Candidates for APA President

Gerald P. Koocher was born and raised in Cambridge, Mass. He completed his BA degree in psychology at Boston University (1968), and his MA (1970) and PhD (1972) in clinical psychology at the University of Missouri-Columbia. From 1971 through 2001, he served successively as an intern, postdoctoral fellow and ultimately as chief of psychology at Boston's Children's Hospital and Judge Baker Children's Center. During this period, he also served as a full-time faculty member (associate professor) at Harvard Medical School. In June 2001, Koocher became professor and dean of the School for Health Studies at Simmons College (Boston).

Licensed in both Massachusetts and New Hampshire, Koocher has conducted a part-time independent practice in clinical and forensic psychology for more than 30 years. He has also served as principal investigator on competitively funded research grants from several private foundations and four federal agencies. He remains active in the classroom at Simmons College, teaching an undergraduate course in child development and public policy; at Boston College, teaching ethics and professional issues to doctoral students in counseling psychology; and at Harvard Medical School, lecturing and supervising interns and postdoctoral fellows.

Koocher is a fellow of 12 APA divisions and a fellow of the American Association for the Advancement of Science. He is the only psychologist to have earned five specialty diplomas from the American Board of Professional Psychology (clinical, clinical child/adolescent, family, forensic and health psychology). He is founder and editor of the journal Ethics & Behavior and previously served as editor of the Journal of Pediatric Psychology and The Clinical Psychologist. He has published more than 150 articles and book chapters and authored or edited eight books. His areas of expertise include adaptation to chronic and life-threatening illness in childhood (especially cancer, cystic fibrosis and diabetes), coping with bereavement and loss, psychological assessment, professional and scientific ethics, and mental health malpractice.

Active in professional affairs, Koocher served as president of the Massachusetts and New England Psychological Associations and of APA Divs. 12 (Society of Clinical Psychology), 29 (Psychotherapy) and 37 (Child, Youth and Family Services). He also served as president of the Societies of Pediatric Psychology and Clinical Child Psychology (now Divs. 53 and 54). He currently serves as treasurer and member of the Board of Directors of APA (1995-2004).
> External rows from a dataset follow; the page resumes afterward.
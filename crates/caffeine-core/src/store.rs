//! The `IntakeStore` trait — durable storage of intake events keyed by
//! calendar day.
//!
//! The trait is implemented by storage backends (e.g.
//! `caffeine-store-sqlite`). The [`Tracker`](crate::tracker::Tracker) and the
//! CLI depend on this abstraction, not on any concrete backend.

use std::future::Future;

use chrono::{NaiveDate, NaiveDateTime};
use serde::{Deserialize, Serialize};
use uuid::Uuid;

use crate::intake::IntakeEvent;

/// Default length of the "recent drinks" list.
pub const DEFAULT_RECENT_LIMIT: usize = 5;

// ─── Stored row ──────────────────────────────────────────────────────────────

/// An event as read back from the store, with its surrogate key and the day
/// it is filed under.
#[derive(Debug, Clone, PartialEq, Serialize, Deserialize)]
pub struct StoredIntake {
  pub entry_id: Uuid,
  pub day:      NaiveDate,
  pub event:    IntakeEvent,
}

// ─── Trait ───────────────────────────────────────────────────────────────────

/// Abstraction over an intake event store backend.
///
/// Every operation is individually atomic. Implementations may block on disk
/// I/O, so they are async and expected to keep that work off the caller's
/// runtime threads.
pub trait IntakeStore: Send + Sync {
  type Error: std::error::Error + Send + Sync + 'static;

  /// Validate and persist `event` under `day`, returning the new entry's id.
  ///
  /// `day` must equal the calendar day of `event.consumed_at`.
  fn insert(
    &self,
    day: NaiveDate,
    event: IntakeEvent,
  ) -> impl Future<Output = Result<Uuid, Self::Error>> + Send + '_;

  /// Every stored event, in no particular order.
  fn read_all(
    &self,
  ) -> impl Future<Output = Result<Vec<StoredIntake>, Self::Error>> + Send + '_;

  /// Events filed under exactly `day`.
  fn read_day(
    &self,
    day: NaiveDate,
  ) -> impl Future<Output = Result<Vec<IntakeEvent>, Self::Error>> + Send + '_;

  /// Remove every row matching `(consumed_at, event.name, event.caffeine_mg)`
  /// and return how many were removed. Removing nothing is not an error.
  ///
  /// Identical drinks logged in the same second are indistinguishable here;
  /// prefer [`IntakeStore::delete_entry`].
  fn delete<'a>(
    &'a self,
    consumed_at: NaiveDateTime,
    event: &'a IntakeEvent,
  ) -> impl Future<Output = Result<usize, Self::Error>> + Send + 'a;

  /// Remove the single row with `entry_id`. Returns `false` if it did not
  /// exist.
  fn delete_entry(
    &self,
    entry_id: Uuid,
  ) -> impl Future<Output = Result<bool, Self::Error>> + Send + '_;

  /// Up to `limit` distinct drink names logged on `today`, most recently
  /// consumed first. Rows without a usable consumption time are skipped.
  fn recent_names(
    &self,
    today: NaiveDate,
    limit: usize,
  ) -> impl Future<Output = Result<Vec<String>, Self::Error>> + Send + '_;
}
In that capacity, he has chaired the Finance and Investment Committees of APA while serving ex-officio on the Publications and Communications Board, Committee for the Advancement of Professional Practice and APA Insurance Trust for 10 years.

Koocher received the APA Award for Distinguished Professional Contributions to Public Service in 1992. He has also received the Nicholas Hobbs Award for Distinguished Contributions to Children's Services, the Karl F. Heiser APA Presidential Award for state advocacy, the Robert Chin Memorial Award of APA Div. 9 (Society for the Psychological Study of Social Issues), the Florence Halpern Award for Distinguished Professional Contributions to Clinical Psychology and a Presidential Citation for his service to APA.

Koocher's candidate statement

I enjoy treating clients, researching new ways of making a difference in people's lives, teaching the next generation of psychologists and advocating for psychology. As president, I would focus on family in the broadest sense both within and outside psychology. We face many external threats and cannot afford to feud with each other. We must begin within our own family, communicating, tending and befriending. I believe that we must:

  • Communicate more effectively with members and psychologists who have become disaffected or chosen not to join.

  • Tend to the needs of our junior colleagues who often begin careers facing significant student-loan debt, barriers to practice entry, and mobility problems by advocating for increased educational funding and loan-forgiveness programs, while supporting national licensing mobility.

  • Expand the scope of psychological practice into new health-care arenas, including prescribing privileges, work with the justice system and electronic service-delivery; supporting and encouraging practice wherever psychologists add value and quality.

  • Confront threats to scientific integrity and in research funding. Politicians continue trying to impose ideological restrictions on research. We cannot remain silent and must ally with colleagues from other fields to advocate for scholarly integrity and freedom of inquiry.

  • Begin an infusion of inclusion within APA by tending to all segments of American psychology, especially those too long marginalized by social and economic factors; reaching out to underrepresented groups, including minority-based psychological associations forging new collaborations.

  • Assuring that colleagues from other nations feel welcome in the family of psychology.

  • Bring psychological knowledge about improving family life prominently into the public forum, including public policy, health, employment, education and interpersonal relationships.

Healthy, well-adjusted people build better societies, and improving societal institutions builds better people. Psychology has much to contribute, and we must do a better job of making these potential contributions self-evident.